#### Exercise details:
Would you pull out every line of the material that contains the string "match"?

#### Source material:
- Opening Delimiter -

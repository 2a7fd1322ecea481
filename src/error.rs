//! Error normalization for the portal API.
//!
//! Every transport or protocol failure in the crate funnels through this
//! module and comes out as an [`ApiError`] carrying exactly one [`ErrorCode`]
//! and a display-ready message. Nothing downstream inspects raw reqwest
//! errors or response bodies.

use std::fmt;

use serde::{Deserialize, Serialize};
use serde_json::Value;

/// Shown when a response body yields no usable message.
const FALLBACK_MESSAGE: &str = "Something went wrong. Please try again.";

/// Closed taxonomy of normalized failure codes.
#[derive(Debug, Clone, Copy, PartialEq, Eq, Serialize, Deserialize)]
pub enum ErrorCode {
    /// Connection never completed (unreachable or timed out)
    #[serde(rename = "E_NET")]
    Net,
    /// 5xx (or Cloudflare 520) — infrastructure problem, retry later
    #[serde(rename = "E_SERVER")]
    Server,
    /// 401 — credential rejected
    #[serde(rename = "E_AUTH")]
    Auth,
    /// 403 — authenticated but not allowed
    #[serde(rename = "E_FORBIDDEN")]
    Forbidden,
    /// Any other 4xx — message derived from the response body
    #[serde(rename = "E_API")]
    Api,
}

impl ErrorCode {
    pub fn as_str(&self) -> &'static str {
        match self {
            ErrorCode::Net => "E_NET",
            ErrorCode::Server => "E_SERVER",
            ErrorCode::Auth => "E_AUTH",
            ErrorCode::Forbidden => "E_FORBIDDEN",
            ErrorCode::Api => "E_API",
        }
    }
}

impl fmt::Display for ErrorCode {
    fn fmt(&self, f: &mut fmt::Formatter<'_>) -> fmt::Result {
        f.write_str(self.as_str())
    }
}

/// Normalized API failure.
///
/// The only error shape the rest of the crate (and its callers) consume.
/// `message` is always non-empty and safe to show to a user.
#[derive(Debug, Clone, thiserror::Error, Serialize)]
#[error("{code}: {message}")]
pub struct ApiError {
    /// Display-ready description of the failure
    pub message: String,
    /// Taxonomy code
    pub code: ErrorCode,
    /// HTTP status of the response, or 0 if none was received
    pub status: u16,
    /// True for connectivity and 5xx failures — retry later, keep the session
    pub is_network_error: bool,
    /// True for 401 — the credential itself is bad
    pub is_auth_error: bool,
    /// Raw response body, when one was received and parsed
    #[serde(skip_serializing_if = "Option::is_none")]
    pub data: Option<Value>,
}

impl ApiError {
    /// Normalize a failure where no response arrived at all.
    ///
    /// Timeouts and connection failures share `E_NET`; only the message
    /// distinguishes them.
    pub fn from_send_error(err: &reqwest::Error) -> Self {
        let message = if err.is_timeout() {
            "Request timed out. Please try again."
        } else {
            "Cannot reach the server. Check your connection."
        };

        Self {
            message: message.to_string(),
            code: ErrorCode::Net,
            status: 0,
            is_network_error: true,
            is_auth_error: false,
            data: None,
        }
    }

    /// Normalize a completed response with a non-success status.
    ///
    /// Classification is an ordered decision list; the conditions overlap in
    /// the raw data, so the order is load-bearing.
    pub fn from_status(status: u16, body: Option<Value>) -> Self {
        if status >= 500 || status == 520 {
            // Grouped with network failures on purpose: both mean "retry
            // later, don't invalidate the session".
            return Self {
                message: "The server hit a problem. Please try again shortly.".to_string(),
                code: ErrorCode::Server,
                status,
                is_network_error: true,
                is_auth_error: false,
                data: body,
            };
        }

        if status == 401 {
            return Self {
                message: "Your session has expired. Please log in again.".to_string(),
                code: ErrorCode::Auth,
                status,
                is_network_error: false,
                is_auth_error: true,
                data: body,
            };
        }

        if status == 403 {
            return Self {
                message: "You do not have permission to do that.".to_string(),
                code: ErrorCode::Forbidden,
                status,
                is_network_error: false,
                is_auth_error: false,
                data: body,
            };
        }

        Self {
            message: extract_message(body.as_ref()),
            code: ErrorCode::Api,
            status,
            is_network_error: false,
            is_auth_error: false,
            data: body,
        }
    }

    /// Normalize a response whose body could not be decoded.
    ///
    /// Lands in `E_API` like any other malformed-payload case.
    pub fn from_invalid_body(status: u16) -> Self {
        Self {
            message: "The server returned an unexpected response.".to_string(),
            code: ErrorCode::Api,
            status,
            is_network_error: false,
            is_auth_error: false,
            data: None,
        }
    }
}

/// Derive a display-ready message from an arbitrary error body.
///
/// Handles the backend's validation shape (`detail` as a string, an array of
/// `{msg}` objects, or a single object) plus plain `message`/`error` fields.
/// Guaranteed to return a non-empty string for any input.
pub fn extract_message(body: Option<&Value>) -> String {
    let Some(body) = body else {
        return FALLBACK_MESSAGE.to_string();
    };

    if let Value::String(s) = body {
        if !s.is_empty() {
            return s.clone();
        }
        return FALLBACK_MESSAGE.to_string();
    }

    if let Some(detail) = body.get("detail") {
        match detail {
            Value::String(s) if !s.is_empty() => return s.clone(),
            Value::Array(items) => {
                let joined = items
                    .iter()
                    .map(element_message)
                    .collect::<Vec<_>>()
                    .join(", ");
                if !joined.is_empty() {
                    return joined;
                }
            }
            Value::Object(_) => return element_message(detail),
            _ => {}
        }
    }

    if let Some(Value::String(s)) = body.get("message") {
        if !s.is_empty() {
            return s.clone();
        }
    }

    if let Some(Value::String(s)) = body.get("error") {
        if !s.is_empty() {
            return s.clone();
        }
    }

    FALLBACK_MESSAGE.to_string()
}

/// Message for one element of a `detail` payload: prefer `msg`, then
/// `message`, else stringify the element.
fn element_message(element: &Value) -> String {
    if let Some(Value::String(s)) = element.get("msg") {
        return s.clone();
    }
    if let Some(Value::String(s)) = element.get("message") {
        return s.clone();
    }
    match element {
        Value::String(s) => s.clone(),
        other => other.to_string(),
    }
}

- Closing Delimiter -

#### Solution:
        match self {
        match detail {
    match element {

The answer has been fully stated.